Message-ID: <55CA0FC4.4050908@arm.com>
Date: Tue, 11 Aug 2015 16:07:48 +0100
From: Juri Lelli <juri.lelli@arm.com>
User-Agent: Mozilla/5.0 (X11; Linux x86_64; rv:31.0) Gecko/20100101 Thunderbird/31.7.0
MIME-Version: 1.0
To: Vincent Guittot <vincent.guittot@linaro.org>
CC: Morten Rasmussen <Morten.Rasmussen@arm.com>,
        Peter Zijlstra <peterz@infradead.org>,
        "mingo@redhat.com" <mingo@redhat.com>,
        Daniel Lezcano <daniel.lezcano@linaro.org>,
        Dietmar Eggemann <Dietmar.Eggemann@arm.com>,
        Yuyang Du <yuyang.du@intel.com>,
        Michael Turquette <mturquette@baylibre.com>,
        "rjw@rjwysocki.net" <rjw@rjwysocki.net>,
        Sai Charan Gurrappadi <sgurrappadi@nvidia.com>,
        "pang.xunlei@zte.com.cn" <pang.xunlei@zte.com.cn>,
        linux-kernel <linux-kernel@vger.kernel.org>,
        "linux-pm@vger.kernel.org" <linux-pm@vger.kernel.org>
Subject: Re: [RFCv5 PATCH 41/46] sched/fair: add triggers for OPP change requests
References: <1436293469-25707-1-git-send-email-morten.rasmussen@arm.com> <1436293469-25707-42-git-send-email-morten.rasmussen@arm.com> <CAKfTPtBfNV=K+gwb7dfQXqBEbByMWRoFDb0FtfeeY1hh33j4XA@mail.gmail.com> <55C8AA92.8000201@arm.com> <CAKfTPtAJY5zH4YeFibLSg7BbCwV76++fJ_f+uNz8=0t8V8TJWA@mail.gmail.com> <55C9BB78.1090508@arm.com> <CAKfTPtDWTon2m=tYU+taZYxgJV2OhPQXX_+Ku+ty=EjEpAzDsA@mail.gmail.com>
In-Reply-To: <CAKfTPtDWTon2m=tYU+taZYxgJV2OhPQXX_+Ku+ty=EjEpAzDsA@mail.gmail.com>
Content-Type: text/plain; charset=UTF-8
Content-Transfer-Encoding: 8BIT
Sender: linux-kernel-owner@vger.kernel.org
Content-Length: 9754
Lines: 241

Hi Vincent,

On 11/08/15 12:41, Vincent Guittot wrote:
> On 11 August 2015 at 11:08, Juri Lelli <juri.lelli@arm.com> wrote:
>> On 10/08/15 16:07, Vincent Guittot wrote:
>>> On 10 August 2015 at 15:43, Juri Lelli <juri.lelli@arm.com> wrote:
>>>>
>>>> Hi Vincent,
>>>>
>>>> On 04/08/15 14:41, Vincent Guittot wrote:
>>>>> Hi Juri,
>>>>>
>>>>> On 7 July 2015 at 20:24, Morten Rasmussen <morten.rasmussen@arm.com> wrote:
>>>>>> From: Juri Lelli <juri.lelli@arm.com>
>>>>>>
>>>>>> Each time a task is {en,de}queued we might need to adapt the current
>>>>>> frequency to the new usage.

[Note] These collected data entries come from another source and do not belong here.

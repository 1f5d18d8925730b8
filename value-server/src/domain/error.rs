//! Error taxonomy for the travel value engine.
//!
//! These kinds are the engine's whole error contract: every failure surfaces
//! as a distinguishable variant, never as an ambiguous zero or NaN disguised
//! as success. The HTTP boundary decides how each kind maps to a status code.

use super::{CountryCode, CurrencyCode};

/// Failures produced by the real-rate, index and ranking computations.
#[derive(Debug, Clone, PartialEq, thiserror::Error)]
pub enum ValueError {
    /// A country code has no currency mapping. Caller input error.
    #[error("no currency mapping for country {0}")]
    InvalidCountry(CountryCode),

    /// No FX observation available for the requested pair/period.
    #[error("no exchange rate available for {base}/{target}")]
    MissingRateData {
        base: CurrencyCode,
        target: CurrencyCode,
    },

    /// No CPI observation available for the requested country/period.
    #[error("no price index available for {0}")]
    MissingPriceData(CountryCode),

    /// Window averaging found zero usable years of data.
    #[error("no usable history for {base}/{target} in a {window_years}-year window")]
    InsufficientHistory {
        base: CountryCode,
        target: CountryCode,
        window_years: u32,
    },

    /// An upstream value violates an invariant (e.g. non-positive CPI).
    #[error("upstream data integrity fault: {0}")]
    DataIntegrityFault(String),
}
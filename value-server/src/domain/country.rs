//! Country code type.

use std::fmt;

/// Error returned when parsing an invalid country code.
#[derive(Debug, Clone, PartialEq, Eq, thiserror::Error)]
#[error("invalid country code: {reason}")]
pub struct InvalidCountryCode {
    reason: &'static str,
}

/// A valid ISO-style 3-letter country code (e.g. "AUS").
///
/// Country codes are always 3 uppercase ASCII letters. This type guarantees
/// that any `CountryCode` value is valid by construction.
///
/// # Examples
///
/// ```
/// use value_server::domain::CountryCode;
///
/// let aus = CountryCode::parse("AUS").unwrap();
/// assert_eq!(aus.as_str(), "AUS");
///
/// // Lowercase is rejected by the strict parser...
/// assert!(CountryCode::parse("aus").is_err());
///
/// // ...but normalized at ingress boundaries
/// assert_eq!(CountryCode::parse_normalized("aus").unwrap().as_str(), "AUS");
/// ```
#[derive(Clone, Copy, PartialEq, Eq, Hash)]
pub struct CountryCode([u8; 3]);

impl CountryCode {
    /// Parse a country code from a string.
    ///
    /// The input must be exactly 3 uppercase ASCII letters (A-Z).
    pub fn parse(s: &str) -> Result<Self, InvalidCountryCode> {
        let bytes = s.as_bytes();

        if bytes.len() != 3 {
            return Err(InvalidCountryCode {
                reason: "must be exactly 3 characters",
            });
        }

        for &b in bytes {
            if !b.is_ascii_uppercase() {
                return Err(InvalidCountryCode {
                    reason: "must be uppercase ASCII letters A-Z",
                });
            }
        }

        Ok(CountryCode([bytes[0], bytes[1], bytes[2]]))
    }

    /// Parse a country code, canonicalizing lowercase input to uppercase.
    pub fn parse_normalized(s: &str) -> Result<Self, InvalidCountryCode> {
        Self::parse(&s.to_ascii_uppercase())
    }

    /// Returns the country code as a string slice.
    pub fn as_str(&self) -> &str {
        // SAFETY: We only store valid ASCII uppercase letters
        std::str::from_utf8(&self.0).unwrap()
    }
}

impl fmt::Debug for CountryCode {
    fn fmt(&self, f: &mut fmt::Formatter<'_>) -> fmt::Result {
        write!(f, "CountryCode({})", self.as_str())
    }
}

impl fmt::Display for CountryCode {
    fn fmt(&self, f: &mut fmt::Formatter<'_>) -> fmt::Result {
        f.write_str(self.as_str())
    }
}

#[cfg(test)]
mod tests {
    use super::*;

    #[test]
    fn parse_valid() {
        assert!(CountryCode::parse("AUS").is_ok());
        assert!(CountryCode::parse("USA").is_ok());
        assert!(CountryCode::parse("JPN").is_ok());
        assert!(CountryCode::parse("ZZZ").is_ok());
    }

    #[test]
    fn reject_lowercase() {
        assert!(CountryCode::parse("aus").is_err());
        assert!(CountryCode::parse("Aus").is_err());
    }

    #[test]
    fn reject_wrong_length() {
        assert!(CountryCode::parse("").is_err());
        assert!(CountryCode::parse("AU").is_err());
        assert!(CountryCode::parse("AUST").is_err());
    }

    #[test]
    fn reject_non_letters() {
        assert!(CountryCode::parse("A1S").is_err());
        assert!(CountryCode::parse("A-S").is_err());
        assert!(CountryCode::parse("A S").is_err());
    }

    #[test]
    fn normalized_uppercases() {
        let code = CountryCode::parse_normalized("jpn").unwrap();
        assert_eq!(code.as_str(), "JPN");
        assert_eq!(code, CountryCode::parse("JPN").unwrap());
    }

    #[test]
    fn display_and_debug() {
        let code = CountryCode::parse("AUS").unwrap();
        assert_eq!(format!("{}", code), "AUS");
        assert_eq!(format!("{:?}", code), "CountryCode(AUS)");
    }

    #[test]
    fn hash_consistent_with_eq() {
        use std::collections::HashSet;
        let mut set = HashSet::new();
        set.insert(CountryCode::parse("AUS").unwrap());
        assert!(set.contains(&CountryCode::parse("AUS").unwrap()));
        assert!(!set.contains(&CountryCode::parse("USA").unwrap()));
    }
}
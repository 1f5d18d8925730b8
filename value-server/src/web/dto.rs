//! Data transfer objects for web requests and responses.

use serde::{Deserialize, Serialize};

use crate::directory::DirectoryEntry;
use crate::value::{RankedDestination, TravelValueResult};

/// Query parameters for the index endpoint.
#[derive(Debug, Deserialize)]
pub struct IndexQuery {
    /// Base (traveler's home) country code
    pub base: String,

    /// Target (destination) country code
    pub target: String,

    /// Historical window in years (defaults to the configured window)
    pub window_years: Option<u32>,
}

/// Query parameters for the ranking endpoint.
#[derive(Debug, Deserialize)]
pub struct RankQuery {
    /// Base (traveler's home) country code
    pub base: String,

    /// Historical window in years (defaults to the configured window)
    pub window_years: Option<u32>,
}

/// Service identity returned at the root.
#[derive(Debug, Serialize)]
pub struct ServiceInfo {
    pub name: &'static str,
    pub description: &'static str,
    pub version: &'static str,
}

/// One directory entry.
#[derive(Debug, Serialize)]
pub struct CountryResult {
    pub country: String,
    pub currency: String,
    pub display_name: String,
}

impl From<&DirectoryEntry> for CountryResult {
    fn from(entry: &DirectoryEntry) -> Self {
        Self {
            country: entry.country.as_str().to_string(),
            currency: entry.currency.as_str().to_string(),
            display_name: entry.display_name.clone(),
        }
    }
}

/// Supported currency codes.
#[derive(Debug, Serialize)]
pub struct CurrenciesResponse {
    pub currencies: Vec<String>,
}

/// Result of one index computation.
#[derive(Debug, Serialize)]
pub struct TravelValueResponse {
    pub base: String,
    pub target: String,
    pub real_rate_current: f64,
    pub real_rate_historical: f64,
    pub index: f64,
    pub percent_vs_historical: f64,
    pub interpretation: String,
}

impl From<TravelValueResult> for TravelValueResponse {
    fn from(result: TravelValueResult) -> Self {
        Self {
            base: result.base.as_str().to_string(),
            target: result.target.as_str().to_string(),
            real_rate_current: result.real_rate_current,
            real_rate_historical: result.real_rate_historical,
            index: result.index,
            percent_vs_historical: result.percent_vs_historical,
            interpretation: result.interpretation,
        }
    }
}

/// One ranked destination.
#[derive(Debug, Serialize)]
pub struct RankedDestinationResult {
    pub country: String,
    pub index: f64,
}

impl From<&RankedDestination> for RankedDestinationResult {
    fn from(ranked: &RankedDestination) -> Self {
        Self {
            country: ranked.country.as_str().to_string(),
            index: ranked.index,
        }
    }
}

/// Response for the ranking endpoint.
#[derive(Debug, Serialize)]
pub struct RankResponse {
    pub base: String,
    pub window_years: u32,
    pub destinations: Vec<RankedDestinationResult>,
}

/// Error body returned with non-2xx statuses.
#[derive(Debug, Serialize)]
pub struct ErrorResponse {
    pub error: String,
}
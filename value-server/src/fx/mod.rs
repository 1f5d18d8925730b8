//! Exchange-rate data.
//!
//! The FX dataset is EUR-based (one daily row of EUR→X rates per currency,
//! from the ECB historical export), so conversions between two non-EUR
//! currencies go through EUR: AUD→JPY is (1 / EUR→AUD) × (EUR→JPY).
//!
//! The store is refreshable in place: a background task fetches the latest
//! EUR rates from the Frankfurter API once a day and inserts them as a new
//! row.

mod loader;
mod provider;
mod refresh;
mod store;

pub use loader::{FxLoadError, load_ecb_csv, parse_ecb_csv};
pub use provider::FxProvider;
pub use refresh::{FxRefreshClient, RefreshConfig, RefreshError};
pub use store::{FxStore, FxTable};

Add triggers on {en,de}queue_task_fair() for
>>>>>> this purpose.  Only trigger a freq request if we are effectively waking up
>>>>>> or going to sleep.  Filter out load balancing related calls to reduce the
>>>>>> number of triggers.
>>>>>>
>>>>>> cc: Ingo Molnar <mingo@redhat.com>
>>>>>> cc: Peter Zijlstra <peterz@infradead.org>
>>>>>>
>>>>>> Signed-off-by: Juri Lelli <juri.lelli@arm.com>
>>>>>> ---
>>>>>>  kernel/sched/fair.c | 42 ++++++++++++++++++++++++++++++++++++++++--
>>>>>>  1 file changed, 40 insertions(+), 2 deletions(-)
>>>>>>
>>>>>> diff --git a/kernel/sched/fair.c b/kernel/sched/fair.c
>>>>>> index f74e9d2..b8627c6 100644
>>>>>> --- a/kernel/sched/fair.c
>>>>>> +++ b/kernel/sched/fair.c
>>>>>> @@ -4281,7 +4281,10 @@ static inline void hrtick_update(struct rq *rq)
>>>>>>  }
>>>>>>  #endif
>>>>>>
>>>>>> +static unsigned int capacity_margin = 1280; /* ~20% margin */
>>>>>> +
>>>>>>  static bool cpu_overutilized(int cpu);
>>>>>> +static unsigned long get_cpu_usage(int cpu);
>>>>>>  struct static_key __sched_energy_freq __read_mostly = STATIC_KEY_INIT_FALSE;
>>>>>>
>>>>>>  /*
>>>>>> @@ -4332,6 +4335,26 @@ enqueue_task_fair(struct rq *rq, struct task_struct *p, int flags)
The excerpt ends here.